Back in 2020, I reviewed an album by a band called “LA Guns”. I got an indignant email from their US PR man after I published it. his rage basically centred on the fact that I’d written about the Microsoft had decided to put some stock images up as I played it on my laptop and they were of the classic LA Guns line up. He wasn’t happy that I’d mentioned LA Guns on a review of “LA Guns”. Confused?

It’s simple, really. There’s two versions of the band. One’s got Tracii Guns and Phil Lewis in. The other one doesn’t. This one does. Therefore this one is LA Guns. Have we cleared that up?

“Diamonds” is their fourth studio record since Lewis re-joined in 2017, there’s also been at least one live album, and a Christmas EP which involved William Shatner in arguably the greatest cameo in recorded history.

The point is, either they are making up for lost time, or they are so brimming with ideas that the records just flow right now. On the evidence of “Diamonds”, it’s the latter.

Back in 1991, Guns were the main support to Skid Row at Birmingham NEC, in the first proper gig I ever saw. They were touring the “Hollywood Vampires” album then, and “You Betray” ensures that “Diamonds opens in a way that’s more “Hollywood Vampires” than “Sex Action”, if you will, and if “Wrong About You” is gloriously sleazy, with the frankly x rated couplet. “Sweet like Jam but your jelly goes bitter” (they probably aren’t talking about preserves here at a guess?), then they’ve always had more going on than their peers.

To that end, “Diamonds” is a power ballad, with the lyrics “I know we’re broken but we shine like a diamond”. It seems like they might be discussing themselves, while the brilliant “Babylon” showcases punk influences, with nods to Hanoi Rocks. Lewis has never sounded more English than when he offers “You’re playing with fire now and I’m the extinguisher” and “Shame” has a filthy blues groove.

As if to underline they can still knock out the old school stuff, “Shattered Glass” is a classic sound bottled perfectly, with Ace Von Johnson and Tracii Guns dovetailing perfectly on guitar.

Indeed, their DNA is right through this like a fingerprint. “Gonna Lose” even has an Americana tinge, but still sounds like LA Guns. It’s quite a feat. “Got It Right” has an energy, and it’s remarkable how it sounds like the 80s without feeling dated. “Lowlife” revels in its outsider status as it boogies, and perhaps that’s why they still fit in – because they never have, not really. They’ve always done things in their own way, and so it is that “Crying” in many ways brings us back full circle, with the same psychedelic and 70s tinges as the opener.

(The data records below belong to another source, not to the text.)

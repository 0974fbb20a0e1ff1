//! Received messages and attribute values.

use std::{collections::HashMap, fmt, sync::Arc, time::Duration};

use serde::de::DeserializeOwned;
use tokio::sync::{mpsc, oneshot};

use crate::{engine::Command, service::IncomingMessage, QueueError, Result};

/// A typed message-attribute value.
///
/// The wire format tags each value with a data type; unset values are
/// serialized as an empty `String`.
#[derive(Clone, Debug, PartialEq, Eq)]
pub enum AttributeValue {
    String(String),
    /// Decimal number carried as text, the way the wire carries it.
    Number(String),
    Binary(Vec<u8>),
}

impl AttributeValue {
    /// The encoding of an unset value.
    pub fn empty() -> Self {
        Self::String(String::new())
    }

    pub fn as_str(&self) -> Option<&str> {
        match self {
            Self::String(s) | Self::Number(s) => Some(s),
            Self::Binary(_) => None,
        }
    }
}

impl From<&str> for AttributeValue {
    fn from(v: &str) -> Self {
        Self::String(v.to_owned())
    }
}

impl From<String> for AttributeValue {
    fn from(v: String) -> Self {
        Self::String(v)
    }
}

impl From<i64> for AttributeValue {
    fn from(v: i64) -> Self {
        Self::Number(v.to_string())
    }
}

impl From<u64> for AttributeValue {
    fn from(v: u64) -> Self {
        Self::Number(v.to_string())
    }
}

impl From<f64> for AttributeValue {
    fn from(v: f64) -> Self {
        Self::Number(v.to_string())
    }
}

impl From<Vec<u8>> for AttributeValue {
    fn from(v: Vec<u8>) -> Self {
        Self::Binary(v)
    }
}

impl From<&[u8]> for AttributeValue {
    fn from(v: &[u8]) -> Self {
        Self::Binary(v.to_owned())
    }
}

struct MessageInner {
    id: String,
    receipt_handle: String,
    body: String,
    attributes: HashMap<String, AttributeValue>,
    system_attributes: HashMap<String, String>,
    receive_count: u32,
    // Back-reference to the owning consumer's engine. Cloning a Message
    // clones this sender, never the consumer itself.
    commands: mpsc::UnboundedSender<Command>,
}

/// A message received from the queue.
///
/// Cloning is cheap; all clones refer to the same delivery. Exactly one
/// terminal call ([`delete`][Self::delete], [`release`][Self::release] or
/// [`keep`][Self::keep]) frees the in-flight slot the delivery occupies.
#[derive(Clone)]
pub struct Message {
    inner: Arc<MessageInner>,
}

impl Message {
    pub(crate) fn new(raw: IncomingMessage, commands: mpsc::UnboundedSender<Command>) -> Self {
        let receive_count = raw
            .system_attributes
            .get("ApproximateReceiveCount")
            .and_then(|v| v.parse().ok())
            .unwrap_or(1);
        Self {
            inner: Arc::new(MessageInner {
                id: raw.id,
                receipt_handle: raw.receipt_handle,
                body: raw.body,
                attributes: raw.attributes,
                system_attributes: raw.system_attributes,
                receive_count,
                commands,
            }),
        }
    }

    pub fn id(&self) -> &str {
        &self.inner.id
    }

    pub fn receipt_handle(&self) -> &str {
        &self.inner.receipt_handle
    }

    pub fn body(&self) -> &str {
        &self.inner.body
    }

    /// Deserializes the body as JSON.
    pub fn body_json<T: DeserializeOwned>(&self) -> Result<T> {
        serde_json::from_str(&self.inner.body).map_err(Into::into)
    }

    pub fn attributes(&self) -> &HashMap<String, AttributeValue> {
        &self.inner.attributes
    }

    pub fn attribute(&self, name: &str) -> Option<&AttributeValue> {
        self.inner.attributes.get(name)
    }

    pub fn system_attributes(&self) -> &HashMap<String, String> {
        &self.inner.system_attributes
    }

    /// How many times the service has handed this message out.
    pub fn receive_count(&self) -> u32 {
        self.inner.receive_count
    }

    /// Acknowledges the message. The delete is queued into the next batch;
    /// the returned future resolves with that batch entry's outcome.
    pub async fn delete(&self) -> Result<()> {
        let (tx, rx) = oneshot::channel();
        self.send(Command::Delete {
            message: self.clone(),
            done: Some(tx),
        })?;
        rx.await.map_err(|_| QueueError::Stopped)?
    }

    /// Returns the message to the queue by zeroing its visibility timeout.
    pub async fn release(&self) -> Result<()> {
        let (tx, rx) = oneshot::channel();
        self.send(Command::Release {
            message: self.clone(),
            done: Some(tx),
        })?;
        rx.await.map_err(|_| QueueError::Stopped)?
    }

    /// Marks the message handled without deleting it. It stays invisible
    /// until its visibility timeout lapses, then redelivers.
    pub fn keep(&self) -> Result<()> {
        self.send(Command::Handled {
            message: self.clone(),
        })
    }

    /// Changes this message's visibility timeout.
    pub async fn change_visibility(&self, timeout: Duration) -> Result<()> {
        let (tx, rx) = oneshot::channel();
        self.send(Command::ChangeVisibility {
            receipt_handle: self.inner.receipt_handle.clone(),
            timeout,
            done: Some(tx),
        })?;
        rx.await.map_err(|_| QueueError::Stopped)?
    }

    fn send(&self, cmd: Command) -> Result<()> {
        self.inner.commands.send(cmd).map_err(|_| QueueError::Stopped)
    }
}

impl fmt::Debug for Message {
    fn fmt(&self, f: &mut fmt::Formatter<'_>) -> fmt::Result {
        f.debug_struct("Message")
            .field("id", &self.inner.id)
            .field("receipt_handle", &self.inner.receipt_handle)
            .field("receive_count", &self.inner.receive_count)
            .finish()
    }
}
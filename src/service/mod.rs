//! The transport seam between the consumer and a concrete queue service.
//!
//! [`QueueService`] is the abstract client the engine talks to. Cancellation
//! of an in-flight receive call is done by dropping the returned future, so
//! implementations must not hold work past that point.

use std::{
    collections::HashMap,
    sync::{Arc, RwLock},
    time::Duration,
};

use async_trait::async_trait;
use url::Url;

use crate::{message::AttributeValue, Result};

/// The transport is a reseatable collaborator: the facade can swap the
/// client under a running consumer, and every subsequent call goes through
/// the replacement.
pub(crate) type SharedService = Arc<RwLock<Arc<dyn QueueService>>>;

#[cfg(feature = "in_memory")]
pub mod in_memory;
#[cfg(feature = "sqs")]
pub mod sqs;

#[cfg(feature = "in_memory")]
pub use in_memory::InMemoryService;
#[cfg(feature = "sqs")]
pub use sqs::SqsService;

/// A long-poll receive call.
#[derive(Clone, Debug)]
pub struct ReceiveRequest {
    pub queue_url: String,
    /// In `1..=10`.
    pub max_messages: usize,
    pub wait_time: Duration,
    pub visibility_timeout: Option<Duration>,
    /// System-attribute names to return, e.g. `["All"]`.
    pub attribute_names: Vec<String>,
    /// Message-attribute names to return, e.g. `["All"]`.
    pub message_attribute_names: Vec<String>,
}

/// A raw message as returned by the service, before it becomes a
/// [`Message`][crate::Message].
#[derive(Clone, Debug)]
pub struct IncomingMessage {
    pub id: String,
    pub receipt_handle: String,
    pub body: String,
    pub attributes: HashMap<String, AttributeValue>,
    pub system_attributes: HashMap<String, String>,
}

/// One acknowledgement in a delete batch. `id` correlates the entry with
/// its per-entry result and must be unique within the batch.
#[derive(Clone, Debug)]
pub struct DeleteEntry {
    pub id: String,
    pub receipt_handle: String,
}

/// One message in a send batch.
#[derive(Clone, Debug, Default)]
pub struct SendEntry {
    pub id: String,
    pub body: String,
    pub delay: Option<Duration>,
    pub attributes: HashMap<String, AttributeValue>,
    /// FIFO queues only.
    pub message_group_id: Option<String>,
    /// FIFO queues only.
    pub deduplication_id: Option<String>,
}

/// Caller-facing knobs for a send, applied to every entry of a batch.
#[derive(Clone, Debug, Default)]
pub struct SendOptions {
    pub delay: Option<Duration>,
    pub attributes: HashMap<String, AttributeValue>,
    pub message_group_id: Option<String>,
    pub deduplication_id: Option<String>,
}

/// Service acknowledgement of a successfully sent message.
#[derive(Clone, Debug, Default)]
pub struct SendReceipt {
    /// The batch-entry id (position in the caller's input) for batched
    /// sends; empty for single sends.
    pub id: String,
    pub message_id: String,
}

/// A batch entry the service rejected.
#[derive(Clone, Debug)]
pub struct EntryFailure {
    pub id: String,
    pub code: String,
    pub message: String,
    /// True when the entry itself was at fault rather than the service.
    pub sender_fault: bool,
}

/// Merged outcome of one or more batch calls.
#[derive(Clone, Debug, Default)]
pub struct BatchResult<T> {
    pub successful: Vec<T>,
    pub failed: Vec<EntryFailure>,
}

impl<T> BatchResult<T> {
    pub fn len(&self) -> usize {
        self.successful.len() + self.failed.len()
    }

    pub fn is_empty(&self) -> bool {
        self.successful.is_empty() && self.failed.is_empty()
    }
}

/// A queue-creation call. Attribute defaults are filled by the consumer.
#[derive(Clone, Debug)]
pub struct CreateQueueRequest {
    pub queue_name: String,
    pub attributes: HashMap<String, String>,
}

/// The operations the consumer needs from a queue service.
///
/// Implementations must be safe for concurrent use; the engine shares one
/// instance between the receive loop, the batchers and caller-initiated
/// sends.
#[async_trait]
pub trait QueueService: Send + Sync + 'static {
    async fn receive_message(&self, req: ReceiveRequest) -> Result<Vec<IncomingMessage>>;

    /// Deletes up to 10 messages. Per-entry failures are reported in the
    /// result, not as an `Err`.
    async fn delete_message_batch(
        &self,
        queue_url: &str,
        entries: Vec<DeleteEntry>,
    ) -> Result<BatchResult<String>>;

    async fn send_message(
        &self,
        queue_url: &str,
        body: &str,
        opts: SendOptions,
    ) -> Result<SendReceipt>;

    /// Sends up to 10 messages. Per-entry failures are reported in the
    /// result, not as an `Err`.
    async fn send_message_batch(
        &self,
        queue_url: &str,
        entries: Vec<SendEntry>,
    ) -> Result<BatchResult<SendReceipt>>;

    async fn change_message_visibility(
        &self,
        queue_url: &str,
        receipt_handle: &str,
        timeout: Duration,
    ) -> Result<()>;

    /// Returns the URL of the created (or pre-existing) queue.
    async fn create_queue(&self, req: CreateQueueRequest) -> Result<String>;

    async fn delete_queue(&self, queue_url: &str) -> Result<()>;

    async fn purge_queue(&self, queue_url: &str) -> Result<()>;

    async fn get_queue_url(&self, queue_name: &str, account_number: Option<&str>)
        -> Result<String>;

    async fn get_queue_attributes(
        &self,
        queue_url: &str,
        attribute_names: &[&str],
    ) -> Result<HashMap<String, String>>;

    /// The endpoint this client talks to, when known. Used to rewrite
    /// resolved queue URLs that point at a different host.
    fn endpoint(&self) -> Option<Url> {
        None
    }
}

“Like A Drug” concludes the record, and it rolls back the years. It grooves and Lewis sounds like he’s been huffing glue for about three days down the park, its brilliant too.

So is “Diamonds”, but more widely so are LA Guns. Arguably more consistent than at any other point in their career, certainly I’d argue that they’ve never made four albums in a row as good as the ones that they’ve done since 2017. They’ve got their history, they’ve got their baggage, but like the song says: sometimes even broken glass shines like a diamond.

Growing older does not have to mean getting dull, or rehashing the past. There are many bands who could learn from them, the one and only LA Guns.